▸ What is required:
All lines in the data bearing the string "ProbeRunner" should be identified and copied.

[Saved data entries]

━━━━━━━━━━━━━━━━━━━━━━━━━━━━━━

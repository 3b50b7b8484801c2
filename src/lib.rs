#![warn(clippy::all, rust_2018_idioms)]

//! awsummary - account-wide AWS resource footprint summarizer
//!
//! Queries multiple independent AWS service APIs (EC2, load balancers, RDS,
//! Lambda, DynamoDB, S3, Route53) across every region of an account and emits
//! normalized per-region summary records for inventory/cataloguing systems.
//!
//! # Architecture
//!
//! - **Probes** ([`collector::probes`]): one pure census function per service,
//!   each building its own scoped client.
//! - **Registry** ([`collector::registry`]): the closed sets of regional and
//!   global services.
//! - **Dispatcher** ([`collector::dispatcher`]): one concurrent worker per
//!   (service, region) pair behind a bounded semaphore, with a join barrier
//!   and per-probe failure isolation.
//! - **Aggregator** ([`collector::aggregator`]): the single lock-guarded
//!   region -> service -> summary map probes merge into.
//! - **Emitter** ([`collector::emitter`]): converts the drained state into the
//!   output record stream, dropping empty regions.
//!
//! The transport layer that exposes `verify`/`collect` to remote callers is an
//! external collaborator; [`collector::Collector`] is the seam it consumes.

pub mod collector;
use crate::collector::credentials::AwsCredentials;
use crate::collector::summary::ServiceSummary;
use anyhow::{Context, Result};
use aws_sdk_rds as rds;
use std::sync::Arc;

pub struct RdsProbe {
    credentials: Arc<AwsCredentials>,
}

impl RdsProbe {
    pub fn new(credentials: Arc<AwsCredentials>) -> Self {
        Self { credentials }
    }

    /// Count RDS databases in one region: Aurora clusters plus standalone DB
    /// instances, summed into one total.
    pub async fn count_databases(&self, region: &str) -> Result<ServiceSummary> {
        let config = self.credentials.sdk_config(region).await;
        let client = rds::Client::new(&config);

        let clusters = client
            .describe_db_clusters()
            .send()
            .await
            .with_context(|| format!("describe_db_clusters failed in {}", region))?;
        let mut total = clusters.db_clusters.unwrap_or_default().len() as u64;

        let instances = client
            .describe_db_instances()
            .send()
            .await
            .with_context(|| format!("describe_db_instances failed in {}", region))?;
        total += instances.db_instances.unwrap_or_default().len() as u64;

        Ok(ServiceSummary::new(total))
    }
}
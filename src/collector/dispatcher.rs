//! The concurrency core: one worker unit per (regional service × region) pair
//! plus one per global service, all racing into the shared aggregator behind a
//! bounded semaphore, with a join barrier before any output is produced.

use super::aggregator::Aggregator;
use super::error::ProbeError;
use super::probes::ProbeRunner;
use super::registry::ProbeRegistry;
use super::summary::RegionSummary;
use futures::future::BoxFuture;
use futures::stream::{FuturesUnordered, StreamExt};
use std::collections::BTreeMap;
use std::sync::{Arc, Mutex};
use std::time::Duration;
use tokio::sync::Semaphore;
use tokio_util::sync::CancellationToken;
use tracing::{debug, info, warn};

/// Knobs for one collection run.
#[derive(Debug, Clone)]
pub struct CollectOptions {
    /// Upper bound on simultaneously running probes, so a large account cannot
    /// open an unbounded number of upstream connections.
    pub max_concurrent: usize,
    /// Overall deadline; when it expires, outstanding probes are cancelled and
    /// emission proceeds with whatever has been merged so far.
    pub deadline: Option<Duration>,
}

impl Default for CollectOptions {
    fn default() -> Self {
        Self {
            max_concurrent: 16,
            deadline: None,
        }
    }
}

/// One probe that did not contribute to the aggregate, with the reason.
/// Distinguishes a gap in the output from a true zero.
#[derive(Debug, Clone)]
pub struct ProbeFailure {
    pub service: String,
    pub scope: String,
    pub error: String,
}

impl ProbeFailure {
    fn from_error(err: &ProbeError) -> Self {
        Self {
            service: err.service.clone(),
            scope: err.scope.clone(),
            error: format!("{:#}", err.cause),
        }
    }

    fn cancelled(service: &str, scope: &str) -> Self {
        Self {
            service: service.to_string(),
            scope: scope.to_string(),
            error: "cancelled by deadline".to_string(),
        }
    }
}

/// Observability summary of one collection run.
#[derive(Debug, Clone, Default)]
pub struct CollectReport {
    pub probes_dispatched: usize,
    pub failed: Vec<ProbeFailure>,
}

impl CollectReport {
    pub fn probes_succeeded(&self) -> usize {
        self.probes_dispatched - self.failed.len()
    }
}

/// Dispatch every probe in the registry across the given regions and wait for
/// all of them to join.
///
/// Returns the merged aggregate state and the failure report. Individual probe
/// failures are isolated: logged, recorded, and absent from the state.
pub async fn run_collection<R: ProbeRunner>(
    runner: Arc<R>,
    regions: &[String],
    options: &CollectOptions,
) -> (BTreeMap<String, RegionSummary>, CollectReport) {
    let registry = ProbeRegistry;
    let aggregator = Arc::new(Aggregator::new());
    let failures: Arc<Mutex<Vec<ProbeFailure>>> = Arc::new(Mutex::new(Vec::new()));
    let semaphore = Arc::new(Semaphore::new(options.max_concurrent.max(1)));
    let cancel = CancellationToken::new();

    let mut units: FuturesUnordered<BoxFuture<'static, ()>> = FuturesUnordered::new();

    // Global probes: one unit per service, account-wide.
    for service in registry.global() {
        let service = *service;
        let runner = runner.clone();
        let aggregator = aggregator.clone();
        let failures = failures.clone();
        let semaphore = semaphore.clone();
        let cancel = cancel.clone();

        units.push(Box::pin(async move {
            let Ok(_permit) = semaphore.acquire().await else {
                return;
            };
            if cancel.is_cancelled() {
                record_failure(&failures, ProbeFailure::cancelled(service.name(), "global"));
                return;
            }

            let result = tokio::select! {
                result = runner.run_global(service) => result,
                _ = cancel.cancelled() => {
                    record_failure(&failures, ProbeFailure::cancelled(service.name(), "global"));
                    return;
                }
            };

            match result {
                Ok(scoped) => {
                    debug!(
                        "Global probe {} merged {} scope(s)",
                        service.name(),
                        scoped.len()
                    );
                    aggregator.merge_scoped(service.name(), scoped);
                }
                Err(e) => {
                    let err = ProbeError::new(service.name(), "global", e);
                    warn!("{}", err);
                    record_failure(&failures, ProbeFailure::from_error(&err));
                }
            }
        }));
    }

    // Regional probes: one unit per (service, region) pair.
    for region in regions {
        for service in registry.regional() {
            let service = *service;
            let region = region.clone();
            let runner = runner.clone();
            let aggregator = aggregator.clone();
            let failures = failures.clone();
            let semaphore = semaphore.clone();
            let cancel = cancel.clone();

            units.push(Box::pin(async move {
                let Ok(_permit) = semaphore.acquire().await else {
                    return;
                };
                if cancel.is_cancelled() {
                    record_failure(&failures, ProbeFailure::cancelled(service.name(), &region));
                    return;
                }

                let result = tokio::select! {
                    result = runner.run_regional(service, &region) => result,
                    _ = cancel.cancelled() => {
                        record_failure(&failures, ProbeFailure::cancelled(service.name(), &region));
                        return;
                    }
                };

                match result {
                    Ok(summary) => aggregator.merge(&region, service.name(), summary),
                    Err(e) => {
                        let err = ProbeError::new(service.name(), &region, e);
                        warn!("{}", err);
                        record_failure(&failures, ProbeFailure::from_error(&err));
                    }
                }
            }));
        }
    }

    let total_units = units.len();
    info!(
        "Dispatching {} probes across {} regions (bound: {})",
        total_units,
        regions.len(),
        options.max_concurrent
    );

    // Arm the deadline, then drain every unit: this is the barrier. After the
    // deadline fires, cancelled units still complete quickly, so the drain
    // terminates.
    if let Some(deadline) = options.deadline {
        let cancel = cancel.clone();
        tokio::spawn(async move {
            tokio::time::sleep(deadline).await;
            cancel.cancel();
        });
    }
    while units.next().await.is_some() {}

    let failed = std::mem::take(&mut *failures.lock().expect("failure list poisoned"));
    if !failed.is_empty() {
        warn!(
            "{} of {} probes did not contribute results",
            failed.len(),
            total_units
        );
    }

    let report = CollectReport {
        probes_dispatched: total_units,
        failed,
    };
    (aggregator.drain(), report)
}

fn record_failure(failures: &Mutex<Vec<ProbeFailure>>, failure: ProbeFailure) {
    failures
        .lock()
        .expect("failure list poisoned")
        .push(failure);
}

━━━━━━━━━━━━━━━━━━━━━━━━━━━━━━

▸ Finished exercise:
use super::probes::ProbeRunner;
pub async fn run_collection<R: ProbeRunner>(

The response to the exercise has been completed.